Moreover, with the rapid rise of social media and digital video as well as the widespread adoption of smartphones and tablets, brand marketers are beginning to seriously question the capability of banner ads to engage consumers. All indicators suggest that brand marketers view social media as a way to reduce marketing spend by investing more in earned and owned opportunities. Many of the top brand marketers are also very skeptical about whether a tiny banner ad impression served on a mobile device will actually be effective in building their brands. Increasingly brand-marketing professionals in the digital space are realizing that the banner ad, which is essentially a carry-over from print media, may no longer be as effective in an environment dominated by social media and video content that must be accessible on PCs and mobile devices.
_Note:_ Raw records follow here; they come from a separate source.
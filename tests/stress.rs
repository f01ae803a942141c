//! Stress tests for the property codec
//!
//! Random buffers must never panic. The heavy variants run with:
//! cargo test --release stress -- --ignored

use elmetrics::*;
use rand::rngs::StdRng;
use rand::{Rng, SeedableRng};
use std::time::Instant;

const FORMATS: [NumericFormat; 6] = [
    NumericFormat::UInt8,
    NumericFormat::Int8,
    NumericFormat::UInt16,
    NumericFormat::Int16,
    NumericFormat::UInt32,
    NumericFormat::Int32,
];

fn random_buffer(rng: &mut StdRng, max_len: usize) -> Vec<u8> {
    let len = rng.gen_range(0..=max_len);
    (0..len).map(|_| rng.gen()).collect()
}

#[test]
fn stress_random_scalars_never_panic() {
    let mut rng = StdRng::seed_from_u64(0x0287);

    for _ in 0..10_000 {
        let buffer = random_buffer(&mut rng, 8);
        for format in FORMATS {
            let value = PropertyCodec::decode(&buffer, format);
            match PropertyCodec::try_decode(&buffer, format) {
                Ok(decoded) => assert_eq!(decoded, value),
                Err(_) => assert_eq!(value, MALFORMED_SENTINEL),
            }
        }
    }
}

#[test]
fn stress_random_arrays_respect_header() {
    let mut rng = StdRng::seed_from_u64(0xB7);

    for _ in 0..10_000 {
        let buffer = random_buffer(&mut rng, 64);
        for format in FORMATS {
            let Ok(slots) = PropertyCodec::try_decode_array(&buffer, format) else {
                assert!(PropertyCodec::decode_array(&buffer, format).is_empty());
                continue;
            };
            let announced = (buffer[1] - buffer[0]) as usize + 1;
            let present = (buffer.len() - 2) / format.width();
            assert_eq!(slots.len(), announced.min(present));
        }
    }
}

#[test]
fn stress_random_payloads_through_poller() {
    let mut rng = StdRng::seed_from_u64(42);
    let registry = std::sync::Arc::new(ClassDecoderRegistry::builtin());
    let poller = DevicePoller::new(registry.clone(), PollerConfig::default());

    let mut transport = StaticTransport::new();
    let mut devices = Vec::new();
    for (i, (class, rules)) in registry.iter().enumerate() {
        let device = Device::new(format!("10.1.0.{}", i), *class);
        for rule in rules {
            transport.insert_response(&device, rule.property, Ok(random_buffer(&mut rng, 16)));
            if let Some((unit, _)) = rule.scale.coded_property() {
                transport.insert_response(&device, unit, Ok(random_buffer(&mut rng, 2)));
            }
        }
        transport.insert_device(device.clone());
        devices.push(device);
    }

    let runtime = tokio::runtime::Builder::new_current_thread()
        .build()
        .unwrap();
    let outcome = runtime.block_on(poller.poll_cycle(&transport, &devices));

    assert_eq!(outcome.stats.devices, devices.len());
    assert!(outcome.samples.iter().all(|s| s.value.is_finite()));
}

#[test]
#[ignore] // Run manually with --ignored
fn stress_test_decoding_rate() {
    let mut rng = StdRng::seed_from_u64(7);
    let buffers: Vec<Vec<u8>> = (0..1000).map(|_| random_buffer(&mut rng, 4)).collect();

    let iterations = 1_000;
    let start = Instant::now();
    let mut checksum = 0i64;

    for _ in 0..iterations {
        for buffer in &buffers {
            checksum = checksum.wrapping_add(PropertyCodec::decode(buffer, NumericFormat::UInt32));
        }
    }

    let elapsed = start.elapsed();
    let total = iterations * buffers.len();
    let rate = total as f64 / elapsed.as_secs_f64();

    println!("Decoded {} buffers in {:?} (checksum {})", total, elapsed, checksum);
    println!("Rate: {:.0} buffers/second", rate);

    assert!(
        rate > 1_000_000.0,
        "Should decode at least 1M buffers/s, got {:.0}",
        rate
    );
}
People Have an Endless Appetite for Video

With the introduction of digital video accessible via the PC several years ago, and via mobile devices only a few years ago, there was a widespread misconception among brand marketers that the growth of digital video viewing would cannibalize TV viewing. In 2012 it became clear that this is not the case. We now know that, as surprising as it may sound, expanded access to video via digital devices, rather than decreasing TV viewing, is actually increasing the amount of total video content people consume. It appears that people have an endless appetite for video content.

Digital Production and Social Media Distribution Have Made it Economical

One of the major factors in the original shift from branded entertainment to the 30-second spot was cost. It was simply much less expensive to produce a 30-second spot, which typically costs around $500 thousand, than to produce a TV show, which can easily run into the tens of millions of dollars. However, the cost of entry has dropped significantly in recent years and it is now possible to produce professional branded digital entertainment for as little as $250 thousand.

Moreover, distribution was more challenging during the early days of the Internet. In 2006, when Unilever launched its first branded entertainment content on microsites, the company had to rely on a combination link sharing via email and paid banner ads to reach its audience. Now, with the mainstream adoption of social media, brand marketers have a vast arsenal of earned and owned distribution channels that they can employ cost-effectively to ensure mass reach.

Social media and digital video accessible everywhere via smartphones and tablets has transformed the digital ecosystem in profound ways that present possibly insurmountable challenges for traditional online brand marketing tactics like display banners. Even in-stream video ads, while certainly a powerful solution may not be the panacea. Consider that a significant quantity of video content is currently consumed through peer-to-peer file sharing applications that do not currently present in-stream advertising opportunities. In this rapidly evolving environment, smart marketers, armed with the insight that consumers simply cannot get enough video content, have been increasingly investing in various forms of branded video and harnessing social media to distribute it organically and grow their brands. Ultimately what initially appeared as a challenge for brand marketers could prove to be the biggest opportunity in brand marketing since the advent of TV.